Court Opinion

ID: 8871284
Source: CourtListenerOpinion
Date Created: 2022-11-26 18:28:43.96788+00
Date Added: 2024-06-11T17:06:11.154045
License: Public Domain

WRIGHT, Circuit Judge
(concurring) :
I concur in the court’s opinion.
These proceedings, in my judgment, are an attempt, by the carriers now enjoying the international routes in suit, to frustrate executive action by this Government with respect to its contract obligation to the West German Government. I agree that neither this court nor the Board should be a party to it. As the Secretary of State1 suggests, to throw Lufthansa’s application into the pending United States-Caribbean-South *910America investigation, the so-called South America Route case, would delay —probably for years — executive action implementing the agreement. It was precisely to prevent this type of embarrassment to the conduct of our foreign affairs that the Congress denied judicial appeal from Board action on international routes. 72 Stat. 795, 49 U.S.C. § 1486 (a). See Chicago & Southern Air Lines v. Waterman Steamship Corp., 333 U.S. 103, 68 S.Ct. 431, 92 L.Ed. 568 (1948). What this court said in British Overseas Airways Corp. v. C. A. B., 113 U.S.App. D.C. 76, 77, 304 F.2d 952, 953 (1962), is applicable to this case: “The prohibition [against appeal] cannot be circumvented by the expedient attempted here.”

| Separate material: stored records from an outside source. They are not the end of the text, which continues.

use common::{OrderId, ProductId};
use store::{OrderLine, StockLevel, Transaction};

use crate::error::InventoryError;

#[derive(Debug, Clone, Copy)]
enum Settle {
    Deduct,
    Release,
}

impl Settle {
    fn as_str(self) -> &'static str {
        match self {
            Settle::Deduct => "deduct",
            Settle::Release => "release",
        }
    }
}

/// Owns every mutation of `stock` and `reserved_stock`.
///
/// The ledger holds no state of its own: each operation runs inside the
/// caller's transaction, so its effects commit or roll back together with
/// the rest of the caller's work.
#[derive(Debug, Clone, Copy, Default)]
pub struct InventoryLedger;

impl InventoryLedger {
    /// Reserves `quantity` units of a product.
    ///
    /// The stock row is read under an exclusive row lock, which serializes
    /// concurrent reservations of the same product until the caller's
    /// transaction ends. Returns the stock level after the reservation.
    #[tracing::instrument(skip(tx))]
    pub async fn reserve(
        tx: &mut dyn Transaction,
        product_id: ProductId,
        quantity: u32,
    ) -> Result<StockLevel, InventoryError> {
        if quantity == 0 {
            return Err(InventoryError::InvalidQuantity { quantity });
        }

        let level = tx
            .lock_stock(product_id)
            .await?
            .ok_or(InventoryError::ProductNotFound(product_id))?;

        let available = level.available();
        if available < quantity {
            tracing::debug!(available, "reservation rejected");
            metrics::counter!("inventory_reservations_rejected_total").increment(1);
            return Err(InventoryError::OutOfStock {
                product_id,
                requested: quantity,
                available,
            });
        }

        tx.add_reserved_stock(product_id, quantity).await?;
        metrics::counter!("inventory_units_reserved_total").increment(u64::from(quantity));

        Ok(StockLevel {
            reserved_stock: level.reserved_stock + quantity,
            ..level
        })
    }

    /// Removes the reserved units of every line of an order from stock.
    ///
    /// Both `stock` and `reserved_stock` drop by the line quantity. Fails with
    /// [`InventoryError::InsufficientReservation`] when a line's guarded update
    /// matches no row; the caller must then abort its transaction.
    #[tracing::instrument(skip(tx))]
    pub async fn deduct(tx: &mut dyn Transaction, order_id: OrderId) -> Result<(), InventoryError> {
        Self::settle_lines(tx, order_id, Settle::Deduct).await
    }

    /// Returns the reserved units of every line of an order to the available
    /// pool without touching `stock`.
    ///
    /// Same zero-rows-means-failure convention as [`InventoryLedger::deduct`].
    #[tracing::instrument(skip(tx))]
    pub async fn restore(
        tx: &mut dyn Transaction,
        order_id: OrderId,
    ) -> Result<(), InventoryError> {
        Self::settle_lines(tx, order_id, Settle::Release).await
    }

    async fn settle_lines(
        tx: &mut dyn Transaction,
        order_id: OrderId,
        action: Settle,
    ) -> Result<(), InventoryError> {
        // Lines come back ordered by product id, keeping lock order stable.
        let lines: Vec<OrderLine> = tx.order_lines(order_id).await?;
        if lines.is_empty() {
            return Err(InventoryError::OrderHasNoLines(order_id));
        }

        for line in &lines {
            let updated = match action {
                Settle::Deduct => tx.deduct_stock(line.product_id, line.quantity).await?,
                Settle::Release => {
                    tx.release_reserved_stock(line.product_id, line.quantity)
                        .await?
                }
            };

            if updated == 0 {
                tracing::warn!(
                    product_id = %line.product_id,
                    quantity = line.quantity,
                    action = action.as_str(),
                    "guarded stock update matched no row"
                );
                return Err(InventoryError::InsufficientReservation {
                    order_id,
                    product_id: line.product_id,
                });
            }
        }

        Ok(())
    }
}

. In his letter to the Attorney General with respect to this case, the Secretary of State states, in part:
“It is our view that any substantial delay in the processing of Lufthansa’s application, whether for a period of months or years, will severely compromise our international aviation relations and will impair our ability to negotiate effective exchanges of air routes with other countries. Doubt would be cast on our reliability in complying with the obligations set forth in our bilateral agreements; the value of route grants by the United States to foreign carriers would be significantly reduced;, and the operations of our carriers over routes granted by foreign countries would be subjected to dilatory or other retaliatory measures.”